(Dataset entries)
-------------------------

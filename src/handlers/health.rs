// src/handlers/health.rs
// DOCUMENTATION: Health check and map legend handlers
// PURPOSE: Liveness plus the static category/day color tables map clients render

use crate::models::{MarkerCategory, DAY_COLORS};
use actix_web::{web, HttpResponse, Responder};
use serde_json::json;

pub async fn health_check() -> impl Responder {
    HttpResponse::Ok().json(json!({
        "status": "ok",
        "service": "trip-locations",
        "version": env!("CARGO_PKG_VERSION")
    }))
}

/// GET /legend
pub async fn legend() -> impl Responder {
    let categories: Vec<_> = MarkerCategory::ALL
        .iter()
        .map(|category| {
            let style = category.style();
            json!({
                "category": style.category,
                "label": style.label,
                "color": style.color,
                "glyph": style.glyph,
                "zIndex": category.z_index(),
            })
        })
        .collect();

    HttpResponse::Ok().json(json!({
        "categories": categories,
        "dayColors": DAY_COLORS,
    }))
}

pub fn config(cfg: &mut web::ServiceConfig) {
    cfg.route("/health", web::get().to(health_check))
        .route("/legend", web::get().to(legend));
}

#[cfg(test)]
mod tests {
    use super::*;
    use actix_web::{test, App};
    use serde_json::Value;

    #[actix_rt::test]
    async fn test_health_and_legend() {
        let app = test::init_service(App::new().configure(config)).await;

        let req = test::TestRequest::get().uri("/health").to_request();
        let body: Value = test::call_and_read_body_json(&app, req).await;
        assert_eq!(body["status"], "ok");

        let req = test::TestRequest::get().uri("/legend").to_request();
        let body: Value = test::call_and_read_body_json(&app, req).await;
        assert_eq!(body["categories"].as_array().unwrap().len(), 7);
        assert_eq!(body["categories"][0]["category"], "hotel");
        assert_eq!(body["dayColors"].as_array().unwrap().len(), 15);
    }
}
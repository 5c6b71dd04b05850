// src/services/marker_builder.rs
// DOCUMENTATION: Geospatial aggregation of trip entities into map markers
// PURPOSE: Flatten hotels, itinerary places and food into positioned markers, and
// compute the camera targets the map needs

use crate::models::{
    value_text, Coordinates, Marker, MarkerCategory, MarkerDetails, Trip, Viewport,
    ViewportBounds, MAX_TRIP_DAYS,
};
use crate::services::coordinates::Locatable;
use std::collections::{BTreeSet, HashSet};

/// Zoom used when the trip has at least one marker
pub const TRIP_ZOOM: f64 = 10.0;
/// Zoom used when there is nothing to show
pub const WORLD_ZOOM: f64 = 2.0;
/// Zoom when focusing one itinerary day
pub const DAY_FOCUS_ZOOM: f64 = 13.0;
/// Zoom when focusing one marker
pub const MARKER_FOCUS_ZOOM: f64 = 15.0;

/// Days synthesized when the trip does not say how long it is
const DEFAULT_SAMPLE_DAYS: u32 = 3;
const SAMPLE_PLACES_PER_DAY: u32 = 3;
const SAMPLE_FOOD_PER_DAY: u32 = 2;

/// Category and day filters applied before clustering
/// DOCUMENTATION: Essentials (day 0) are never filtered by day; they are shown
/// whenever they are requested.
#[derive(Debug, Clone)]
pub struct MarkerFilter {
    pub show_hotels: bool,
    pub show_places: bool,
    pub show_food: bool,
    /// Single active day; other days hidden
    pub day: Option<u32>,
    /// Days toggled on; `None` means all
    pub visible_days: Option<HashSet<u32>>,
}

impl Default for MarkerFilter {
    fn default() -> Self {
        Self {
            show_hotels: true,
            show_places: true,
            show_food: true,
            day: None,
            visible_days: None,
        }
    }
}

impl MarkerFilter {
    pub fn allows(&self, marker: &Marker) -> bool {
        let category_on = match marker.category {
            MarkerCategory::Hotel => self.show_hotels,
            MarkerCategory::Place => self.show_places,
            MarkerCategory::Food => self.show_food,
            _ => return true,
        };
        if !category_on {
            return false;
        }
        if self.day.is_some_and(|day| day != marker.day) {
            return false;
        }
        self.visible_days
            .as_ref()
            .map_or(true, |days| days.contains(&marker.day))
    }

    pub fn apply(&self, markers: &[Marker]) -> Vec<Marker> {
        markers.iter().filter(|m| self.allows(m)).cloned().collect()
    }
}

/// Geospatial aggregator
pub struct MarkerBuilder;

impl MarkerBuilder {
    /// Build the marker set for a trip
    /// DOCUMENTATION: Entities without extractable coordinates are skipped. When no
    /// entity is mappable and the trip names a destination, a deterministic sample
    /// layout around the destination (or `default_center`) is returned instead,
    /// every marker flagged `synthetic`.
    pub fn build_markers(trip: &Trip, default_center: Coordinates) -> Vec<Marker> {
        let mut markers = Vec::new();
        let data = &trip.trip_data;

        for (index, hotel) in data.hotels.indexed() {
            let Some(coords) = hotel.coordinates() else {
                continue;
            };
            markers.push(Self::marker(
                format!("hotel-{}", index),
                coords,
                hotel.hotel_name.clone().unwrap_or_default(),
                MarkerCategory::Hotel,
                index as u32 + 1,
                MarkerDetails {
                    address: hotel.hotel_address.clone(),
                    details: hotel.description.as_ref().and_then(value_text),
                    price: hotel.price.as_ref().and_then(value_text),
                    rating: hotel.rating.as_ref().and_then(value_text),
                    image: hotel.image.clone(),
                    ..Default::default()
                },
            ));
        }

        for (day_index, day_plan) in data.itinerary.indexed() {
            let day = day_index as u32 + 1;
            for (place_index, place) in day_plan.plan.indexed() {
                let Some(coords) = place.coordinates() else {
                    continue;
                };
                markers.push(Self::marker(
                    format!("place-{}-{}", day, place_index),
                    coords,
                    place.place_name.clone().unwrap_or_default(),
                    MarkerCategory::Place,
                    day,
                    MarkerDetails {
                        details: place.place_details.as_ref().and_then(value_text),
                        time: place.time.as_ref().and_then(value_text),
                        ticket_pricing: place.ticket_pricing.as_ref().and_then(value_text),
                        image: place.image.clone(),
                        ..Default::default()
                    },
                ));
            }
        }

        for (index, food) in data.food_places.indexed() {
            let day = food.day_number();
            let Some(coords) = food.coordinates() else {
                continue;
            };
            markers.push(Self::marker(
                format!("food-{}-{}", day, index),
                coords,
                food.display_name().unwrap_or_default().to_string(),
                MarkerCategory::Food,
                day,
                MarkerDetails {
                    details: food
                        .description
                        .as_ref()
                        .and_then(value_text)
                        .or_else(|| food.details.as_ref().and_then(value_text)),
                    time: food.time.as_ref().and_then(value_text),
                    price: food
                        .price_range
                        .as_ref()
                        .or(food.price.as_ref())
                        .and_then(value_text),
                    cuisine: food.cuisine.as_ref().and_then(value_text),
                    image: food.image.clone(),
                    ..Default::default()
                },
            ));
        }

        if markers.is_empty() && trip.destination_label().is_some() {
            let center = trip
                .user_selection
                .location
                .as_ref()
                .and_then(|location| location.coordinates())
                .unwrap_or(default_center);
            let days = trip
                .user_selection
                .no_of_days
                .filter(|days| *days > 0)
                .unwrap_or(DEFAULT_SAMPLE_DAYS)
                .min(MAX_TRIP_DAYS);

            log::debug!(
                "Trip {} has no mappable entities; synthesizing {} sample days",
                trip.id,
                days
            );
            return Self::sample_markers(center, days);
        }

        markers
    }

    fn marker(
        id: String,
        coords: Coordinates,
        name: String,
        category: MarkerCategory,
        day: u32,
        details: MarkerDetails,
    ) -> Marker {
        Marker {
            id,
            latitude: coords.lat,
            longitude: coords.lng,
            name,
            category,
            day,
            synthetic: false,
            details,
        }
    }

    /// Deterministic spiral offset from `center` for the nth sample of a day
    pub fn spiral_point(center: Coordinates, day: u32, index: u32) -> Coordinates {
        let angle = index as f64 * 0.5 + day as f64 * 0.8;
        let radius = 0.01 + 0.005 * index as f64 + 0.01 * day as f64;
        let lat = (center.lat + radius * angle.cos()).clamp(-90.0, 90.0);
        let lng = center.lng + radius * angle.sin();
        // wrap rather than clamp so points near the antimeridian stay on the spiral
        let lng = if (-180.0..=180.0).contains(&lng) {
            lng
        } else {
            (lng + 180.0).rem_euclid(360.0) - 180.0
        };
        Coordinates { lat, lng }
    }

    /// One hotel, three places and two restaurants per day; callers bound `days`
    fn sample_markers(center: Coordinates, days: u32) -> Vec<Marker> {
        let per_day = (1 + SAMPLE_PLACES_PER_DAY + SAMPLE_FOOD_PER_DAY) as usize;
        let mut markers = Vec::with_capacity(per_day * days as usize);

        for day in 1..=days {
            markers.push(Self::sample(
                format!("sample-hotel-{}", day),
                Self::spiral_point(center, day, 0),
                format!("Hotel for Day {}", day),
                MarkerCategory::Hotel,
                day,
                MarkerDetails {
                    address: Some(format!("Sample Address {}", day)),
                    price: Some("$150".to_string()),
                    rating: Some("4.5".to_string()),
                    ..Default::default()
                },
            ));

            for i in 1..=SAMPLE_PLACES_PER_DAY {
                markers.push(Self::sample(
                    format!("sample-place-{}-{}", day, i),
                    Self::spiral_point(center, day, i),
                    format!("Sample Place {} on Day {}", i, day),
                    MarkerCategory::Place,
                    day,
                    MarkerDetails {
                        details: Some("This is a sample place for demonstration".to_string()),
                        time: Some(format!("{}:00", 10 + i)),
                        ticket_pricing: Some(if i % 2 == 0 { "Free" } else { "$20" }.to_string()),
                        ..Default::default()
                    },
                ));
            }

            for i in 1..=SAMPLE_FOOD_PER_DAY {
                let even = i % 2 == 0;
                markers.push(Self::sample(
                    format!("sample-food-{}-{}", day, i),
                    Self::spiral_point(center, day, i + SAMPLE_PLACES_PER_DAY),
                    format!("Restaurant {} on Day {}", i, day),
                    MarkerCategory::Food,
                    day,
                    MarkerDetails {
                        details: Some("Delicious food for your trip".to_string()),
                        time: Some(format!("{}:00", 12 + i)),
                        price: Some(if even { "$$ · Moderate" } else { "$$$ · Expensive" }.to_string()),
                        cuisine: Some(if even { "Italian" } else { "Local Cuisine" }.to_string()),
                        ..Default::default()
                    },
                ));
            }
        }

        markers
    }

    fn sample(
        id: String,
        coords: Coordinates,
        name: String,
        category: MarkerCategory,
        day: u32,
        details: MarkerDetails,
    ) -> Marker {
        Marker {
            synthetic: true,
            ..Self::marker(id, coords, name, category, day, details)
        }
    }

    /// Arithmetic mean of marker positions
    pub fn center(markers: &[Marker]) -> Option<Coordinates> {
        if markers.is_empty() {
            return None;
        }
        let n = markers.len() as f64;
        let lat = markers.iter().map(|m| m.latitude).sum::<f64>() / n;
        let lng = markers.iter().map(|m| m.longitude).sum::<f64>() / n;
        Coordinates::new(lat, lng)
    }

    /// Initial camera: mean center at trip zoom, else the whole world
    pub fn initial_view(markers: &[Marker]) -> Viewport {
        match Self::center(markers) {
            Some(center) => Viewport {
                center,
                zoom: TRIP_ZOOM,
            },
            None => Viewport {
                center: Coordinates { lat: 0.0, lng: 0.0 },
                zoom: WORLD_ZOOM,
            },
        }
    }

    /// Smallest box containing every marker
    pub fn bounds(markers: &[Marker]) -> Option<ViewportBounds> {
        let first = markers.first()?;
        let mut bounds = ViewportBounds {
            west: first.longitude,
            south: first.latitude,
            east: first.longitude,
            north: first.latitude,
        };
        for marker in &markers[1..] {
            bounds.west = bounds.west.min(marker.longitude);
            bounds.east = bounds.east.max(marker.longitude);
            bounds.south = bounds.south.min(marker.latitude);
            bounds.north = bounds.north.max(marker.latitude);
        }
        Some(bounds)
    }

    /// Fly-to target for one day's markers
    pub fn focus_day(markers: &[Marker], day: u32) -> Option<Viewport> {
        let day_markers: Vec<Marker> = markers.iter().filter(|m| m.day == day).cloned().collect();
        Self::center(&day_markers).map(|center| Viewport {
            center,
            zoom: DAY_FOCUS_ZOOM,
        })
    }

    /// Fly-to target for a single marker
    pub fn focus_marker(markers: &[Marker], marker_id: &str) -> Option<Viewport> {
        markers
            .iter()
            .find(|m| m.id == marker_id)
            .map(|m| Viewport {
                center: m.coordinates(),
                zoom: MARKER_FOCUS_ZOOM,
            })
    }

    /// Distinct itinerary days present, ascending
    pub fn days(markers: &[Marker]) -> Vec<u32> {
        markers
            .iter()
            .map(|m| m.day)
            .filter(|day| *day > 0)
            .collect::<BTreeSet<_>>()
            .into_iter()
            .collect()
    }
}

-------------------------

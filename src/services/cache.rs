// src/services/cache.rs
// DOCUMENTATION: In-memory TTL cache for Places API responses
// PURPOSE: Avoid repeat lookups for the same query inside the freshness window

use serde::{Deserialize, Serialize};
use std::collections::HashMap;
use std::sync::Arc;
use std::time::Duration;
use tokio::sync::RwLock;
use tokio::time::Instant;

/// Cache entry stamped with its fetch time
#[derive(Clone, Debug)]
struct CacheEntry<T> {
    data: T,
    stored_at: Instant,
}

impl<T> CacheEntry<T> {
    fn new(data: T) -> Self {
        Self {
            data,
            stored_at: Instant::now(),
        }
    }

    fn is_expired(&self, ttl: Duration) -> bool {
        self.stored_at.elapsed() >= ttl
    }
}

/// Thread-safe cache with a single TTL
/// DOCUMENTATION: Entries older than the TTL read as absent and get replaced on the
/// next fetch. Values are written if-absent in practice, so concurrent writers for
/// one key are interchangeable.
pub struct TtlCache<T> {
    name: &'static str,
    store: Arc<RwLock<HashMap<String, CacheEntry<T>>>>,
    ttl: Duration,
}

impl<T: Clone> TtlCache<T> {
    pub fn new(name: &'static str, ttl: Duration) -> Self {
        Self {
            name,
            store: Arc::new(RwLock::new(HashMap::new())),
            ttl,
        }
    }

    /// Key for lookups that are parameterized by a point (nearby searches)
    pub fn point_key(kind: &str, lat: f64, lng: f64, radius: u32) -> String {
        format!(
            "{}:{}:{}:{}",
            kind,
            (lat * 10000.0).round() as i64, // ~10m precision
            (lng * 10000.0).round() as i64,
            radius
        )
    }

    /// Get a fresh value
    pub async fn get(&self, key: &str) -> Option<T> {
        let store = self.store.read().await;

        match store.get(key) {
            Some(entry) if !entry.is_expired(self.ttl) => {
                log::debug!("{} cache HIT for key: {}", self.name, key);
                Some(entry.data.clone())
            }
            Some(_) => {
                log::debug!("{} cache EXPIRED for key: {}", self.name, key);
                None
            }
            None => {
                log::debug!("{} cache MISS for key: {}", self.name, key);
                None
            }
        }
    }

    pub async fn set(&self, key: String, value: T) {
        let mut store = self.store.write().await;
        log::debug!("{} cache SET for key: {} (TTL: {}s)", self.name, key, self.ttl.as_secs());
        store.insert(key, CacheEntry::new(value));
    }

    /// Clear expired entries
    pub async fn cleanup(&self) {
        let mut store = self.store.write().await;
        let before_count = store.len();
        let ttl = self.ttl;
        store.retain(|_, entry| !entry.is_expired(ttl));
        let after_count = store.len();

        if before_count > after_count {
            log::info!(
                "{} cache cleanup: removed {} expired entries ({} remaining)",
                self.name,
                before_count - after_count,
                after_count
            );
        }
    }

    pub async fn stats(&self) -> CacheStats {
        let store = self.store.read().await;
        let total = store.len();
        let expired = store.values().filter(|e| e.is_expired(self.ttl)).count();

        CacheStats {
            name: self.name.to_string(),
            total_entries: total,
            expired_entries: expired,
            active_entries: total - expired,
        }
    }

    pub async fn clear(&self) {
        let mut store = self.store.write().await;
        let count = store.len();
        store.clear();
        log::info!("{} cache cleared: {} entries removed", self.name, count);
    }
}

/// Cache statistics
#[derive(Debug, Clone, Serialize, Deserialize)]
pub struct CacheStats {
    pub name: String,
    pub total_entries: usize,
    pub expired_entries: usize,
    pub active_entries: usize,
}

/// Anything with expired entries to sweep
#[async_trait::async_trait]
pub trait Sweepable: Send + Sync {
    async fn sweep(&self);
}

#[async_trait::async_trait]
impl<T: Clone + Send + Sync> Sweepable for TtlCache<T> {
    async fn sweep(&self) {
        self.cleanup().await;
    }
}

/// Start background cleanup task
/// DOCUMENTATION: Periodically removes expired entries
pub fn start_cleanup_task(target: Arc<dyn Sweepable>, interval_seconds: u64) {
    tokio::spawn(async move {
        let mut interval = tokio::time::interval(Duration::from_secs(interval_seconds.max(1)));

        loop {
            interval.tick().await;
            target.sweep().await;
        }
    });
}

-------------------------

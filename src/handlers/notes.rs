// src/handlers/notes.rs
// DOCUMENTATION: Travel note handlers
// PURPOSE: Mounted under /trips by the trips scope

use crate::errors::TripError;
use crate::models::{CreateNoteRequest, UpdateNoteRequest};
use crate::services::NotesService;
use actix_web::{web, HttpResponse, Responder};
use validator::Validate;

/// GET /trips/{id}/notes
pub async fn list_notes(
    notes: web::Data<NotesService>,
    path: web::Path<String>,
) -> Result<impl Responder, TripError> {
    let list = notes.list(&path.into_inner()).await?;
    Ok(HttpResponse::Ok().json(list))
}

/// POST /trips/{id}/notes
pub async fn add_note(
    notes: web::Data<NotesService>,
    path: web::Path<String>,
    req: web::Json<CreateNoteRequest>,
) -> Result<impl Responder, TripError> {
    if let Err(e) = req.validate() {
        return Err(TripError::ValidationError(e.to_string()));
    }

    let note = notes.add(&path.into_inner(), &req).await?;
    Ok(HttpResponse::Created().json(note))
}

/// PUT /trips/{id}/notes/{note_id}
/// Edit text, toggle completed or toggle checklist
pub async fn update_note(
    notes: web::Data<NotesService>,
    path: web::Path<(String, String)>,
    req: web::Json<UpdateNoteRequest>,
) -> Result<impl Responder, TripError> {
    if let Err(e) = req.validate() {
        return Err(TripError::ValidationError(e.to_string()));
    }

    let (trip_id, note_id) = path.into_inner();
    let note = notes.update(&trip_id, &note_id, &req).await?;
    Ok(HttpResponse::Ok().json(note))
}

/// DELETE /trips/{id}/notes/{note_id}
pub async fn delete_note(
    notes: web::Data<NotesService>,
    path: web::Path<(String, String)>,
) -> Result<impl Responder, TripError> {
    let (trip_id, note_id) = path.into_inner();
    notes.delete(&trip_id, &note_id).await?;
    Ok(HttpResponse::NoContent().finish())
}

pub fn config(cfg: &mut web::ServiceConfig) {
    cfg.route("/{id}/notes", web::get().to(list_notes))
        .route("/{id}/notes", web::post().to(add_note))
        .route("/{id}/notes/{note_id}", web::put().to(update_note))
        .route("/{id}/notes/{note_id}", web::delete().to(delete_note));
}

-------------------------

### Assignment:
Within the entries above, find every line where the string "HttpResponse" occurs, and copy it.

### Solution:
use actix_web::{web, HttpResponse, Responder};
    HttpResponse::Ok().json(json!({
    HttpResponse::Ok().json(json!({
use actix_web::{web, HttpResponse, Responder};
    Ok(HttpResponse::Ok().json(list))
    Ok(HttpResponse::Created().json(note))
    Ok(HttpResponse::Ok().json(note))
    Ok(HttpResponse::NoContent().finish())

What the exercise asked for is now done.